[Saved data entries]

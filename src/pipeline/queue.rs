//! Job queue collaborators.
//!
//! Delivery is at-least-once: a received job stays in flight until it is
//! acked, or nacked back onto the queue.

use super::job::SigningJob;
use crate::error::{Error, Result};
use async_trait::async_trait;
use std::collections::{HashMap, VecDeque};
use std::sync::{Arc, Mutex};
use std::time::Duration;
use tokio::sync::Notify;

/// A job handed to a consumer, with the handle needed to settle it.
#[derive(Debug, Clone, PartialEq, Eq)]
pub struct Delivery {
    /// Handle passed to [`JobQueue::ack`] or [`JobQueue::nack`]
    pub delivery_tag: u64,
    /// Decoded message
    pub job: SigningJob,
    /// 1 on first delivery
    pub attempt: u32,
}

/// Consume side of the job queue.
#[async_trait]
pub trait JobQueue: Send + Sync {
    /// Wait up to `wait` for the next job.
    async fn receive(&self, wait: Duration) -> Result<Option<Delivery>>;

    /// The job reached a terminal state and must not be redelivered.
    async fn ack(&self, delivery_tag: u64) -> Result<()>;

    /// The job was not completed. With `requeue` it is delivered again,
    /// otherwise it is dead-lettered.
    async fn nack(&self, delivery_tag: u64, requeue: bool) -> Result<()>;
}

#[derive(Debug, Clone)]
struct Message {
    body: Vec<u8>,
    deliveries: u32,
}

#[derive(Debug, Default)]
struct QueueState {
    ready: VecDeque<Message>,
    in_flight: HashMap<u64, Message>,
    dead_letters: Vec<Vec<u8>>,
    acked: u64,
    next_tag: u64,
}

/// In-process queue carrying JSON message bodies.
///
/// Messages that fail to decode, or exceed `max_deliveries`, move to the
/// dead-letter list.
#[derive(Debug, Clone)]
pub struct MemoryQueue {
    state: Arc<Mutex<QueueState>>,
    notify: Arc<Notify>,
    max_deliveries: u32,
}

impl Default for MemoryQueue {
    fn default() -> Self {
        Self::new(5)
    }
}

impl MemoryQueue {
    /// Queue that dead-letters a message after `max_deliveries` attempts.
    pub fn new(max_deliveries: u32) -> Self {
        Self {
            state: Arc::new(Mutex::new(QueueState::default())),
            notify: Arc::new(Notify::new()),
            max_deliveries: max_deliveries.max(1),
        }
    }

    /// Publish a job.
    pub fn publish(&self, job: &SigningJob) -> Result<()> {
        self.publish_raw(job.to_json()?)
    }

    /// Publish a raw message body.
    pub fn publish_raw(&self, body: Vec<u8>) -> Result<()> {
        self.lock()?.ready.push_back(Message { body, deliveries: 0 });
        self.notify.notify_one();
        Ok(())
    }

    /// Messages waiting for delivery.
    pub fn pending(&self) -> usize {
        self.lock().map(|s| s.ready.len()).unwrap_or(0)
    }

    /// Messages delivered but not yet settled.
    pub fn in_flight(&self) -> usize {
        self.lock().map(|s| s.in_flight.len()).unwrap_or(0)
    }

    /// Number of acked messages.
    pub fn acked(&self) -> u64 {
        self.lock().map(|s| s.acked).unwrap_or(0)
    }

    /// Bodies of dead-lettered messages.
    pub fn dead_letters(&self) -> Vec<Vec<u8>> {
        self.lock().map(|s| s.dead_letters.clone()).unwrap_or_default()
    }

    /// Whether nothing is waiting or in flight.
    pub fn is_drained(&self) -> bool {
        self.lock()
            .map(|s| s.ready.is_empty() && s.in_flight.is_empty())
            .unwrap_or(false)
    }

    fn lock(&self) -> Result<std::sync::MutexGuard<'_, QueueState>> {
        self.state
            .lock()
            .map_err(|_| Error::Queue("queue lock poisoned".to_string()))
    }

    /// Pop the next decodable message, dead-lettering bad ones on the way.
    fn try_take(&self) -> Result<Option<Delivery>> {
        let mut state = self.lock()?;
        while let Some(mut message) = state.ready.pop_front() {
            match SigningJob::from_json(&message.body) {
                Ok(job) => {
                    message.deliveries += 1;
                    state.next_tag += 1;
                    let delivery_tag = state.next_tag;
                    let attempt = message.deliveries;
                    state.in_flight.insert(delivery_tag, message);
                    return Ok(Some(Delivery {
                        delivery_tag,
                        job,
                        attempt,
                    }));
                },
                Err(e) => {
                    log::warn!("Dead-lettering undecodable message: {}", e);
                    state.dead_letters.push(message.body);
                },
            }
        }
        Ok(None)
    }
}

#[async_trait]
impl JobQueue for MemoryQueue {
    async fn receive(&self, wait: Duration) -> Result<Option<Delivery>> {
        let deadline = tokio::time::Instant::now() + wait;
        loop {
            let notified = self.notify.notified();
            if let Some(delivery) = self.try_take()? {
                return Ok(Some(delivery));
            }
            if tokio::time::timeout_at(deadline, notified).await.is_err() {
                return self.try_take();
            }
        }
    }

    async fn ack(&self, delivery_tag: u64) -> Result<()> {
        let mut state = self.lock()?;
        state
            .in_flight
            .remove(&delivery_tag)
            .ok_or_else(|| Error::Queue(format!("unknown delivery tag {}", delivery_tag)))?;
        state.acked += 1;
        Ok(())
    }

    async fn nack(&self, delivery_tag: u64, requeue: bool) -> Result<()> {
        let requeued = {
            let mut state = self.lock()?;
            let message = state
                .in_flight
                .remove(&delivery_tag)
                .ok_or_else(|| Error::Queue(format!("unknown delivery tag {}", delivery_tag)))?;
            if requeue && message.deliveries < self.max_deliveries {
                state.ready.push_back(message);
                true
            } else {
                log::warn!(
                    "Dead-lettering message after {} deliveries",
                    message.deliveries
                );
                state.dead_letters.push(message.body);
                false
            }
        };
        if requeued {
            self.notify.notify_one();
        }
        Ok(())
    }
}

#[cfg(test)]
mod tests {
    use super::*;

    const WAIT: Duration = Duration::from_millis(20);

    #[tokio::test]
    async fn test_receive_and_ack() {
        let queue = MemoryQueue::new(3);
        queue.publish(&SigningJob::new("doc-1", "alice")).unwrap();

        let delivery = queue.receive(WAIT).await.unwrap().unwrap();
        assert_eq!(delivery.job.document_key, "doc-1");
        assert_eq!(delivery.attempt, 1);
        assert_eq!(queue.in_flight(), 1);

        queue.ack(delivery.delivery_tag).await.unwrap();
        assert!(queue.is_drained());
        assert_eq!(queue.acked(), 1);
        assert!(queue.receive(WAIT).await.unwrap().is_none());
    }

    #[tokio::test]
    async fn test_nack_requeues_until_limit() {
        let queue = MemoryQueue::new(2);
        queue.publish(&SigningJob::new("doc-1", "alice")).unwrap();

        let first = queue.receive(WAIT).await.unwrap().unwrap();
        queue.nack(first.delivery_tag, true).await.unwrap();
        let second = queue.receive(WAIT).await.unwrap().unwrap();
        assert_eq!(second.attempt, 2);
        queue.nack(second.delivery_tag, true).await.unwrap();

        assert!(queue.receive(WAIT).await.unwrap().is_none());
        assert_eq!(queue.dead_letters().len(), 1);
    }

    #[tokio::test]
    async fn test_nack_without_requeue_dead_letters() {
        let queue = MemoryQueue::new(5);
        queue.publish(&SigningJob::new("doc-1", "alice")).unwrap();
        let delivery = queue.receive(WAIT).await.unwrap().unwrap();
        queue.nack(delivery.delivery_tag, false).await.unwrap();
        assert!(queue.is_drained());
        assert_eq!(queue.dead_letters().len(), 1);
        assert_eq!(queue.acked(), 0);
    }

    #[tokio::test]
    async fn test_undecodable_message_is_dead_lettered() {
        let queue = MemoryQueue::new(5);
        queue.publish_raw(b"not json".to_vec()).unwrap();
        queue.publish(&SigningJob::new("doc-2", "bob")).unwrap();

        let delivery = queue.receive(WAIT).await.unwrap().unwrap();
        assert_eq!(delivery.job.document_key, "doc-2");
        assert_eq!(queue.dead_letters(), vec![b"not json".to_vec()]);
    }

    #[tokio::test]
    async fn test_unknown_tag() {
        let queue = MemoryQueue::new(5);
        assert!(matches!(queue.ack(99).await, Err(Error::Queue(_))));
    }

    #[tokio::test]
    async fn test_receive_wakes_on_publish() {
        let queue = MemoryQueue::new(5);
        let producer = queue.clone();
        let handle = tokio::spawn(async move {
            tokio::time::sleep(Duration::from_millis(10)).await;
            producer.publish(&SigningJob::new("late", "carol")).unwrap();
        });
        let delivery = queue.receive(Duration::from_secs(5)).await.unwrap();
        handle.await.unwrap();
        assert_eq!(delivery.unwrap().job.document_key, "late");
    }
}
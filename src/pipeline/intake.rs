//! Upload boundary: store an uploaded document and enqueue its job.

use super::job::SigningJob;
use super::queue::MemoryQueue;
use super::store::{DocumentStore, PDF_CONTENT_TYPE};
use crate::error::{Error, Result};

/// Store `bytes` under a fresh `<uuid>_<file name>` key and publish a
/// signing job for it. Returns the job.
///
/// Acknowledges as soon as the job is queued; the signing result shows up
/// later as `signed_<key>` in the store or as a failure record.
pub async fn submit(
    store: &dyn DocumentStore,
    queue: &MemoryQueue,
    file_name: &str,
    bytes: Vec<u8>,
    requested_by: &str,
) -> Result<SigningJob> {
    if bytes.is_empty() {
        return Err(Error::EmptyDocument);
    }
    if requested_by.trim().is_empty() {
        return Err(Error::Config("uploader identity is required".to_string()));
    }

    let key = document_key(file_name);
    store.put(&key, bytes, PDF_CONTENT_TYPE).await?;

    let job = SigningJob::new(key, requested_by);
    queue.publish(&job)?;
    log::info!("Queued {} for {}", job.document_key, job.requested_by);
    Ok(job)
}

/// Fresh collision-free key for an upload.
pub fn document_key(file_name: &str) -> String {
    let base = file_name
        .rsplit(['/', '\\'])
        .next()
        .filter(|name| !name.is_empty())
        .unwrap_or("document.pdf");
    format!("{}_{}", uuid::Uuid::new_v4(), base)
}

* _Problem statement_:
Nothing but a number is expected here: the number of lines in the entries that include the word "impl".

* _Result of the exercise_:
3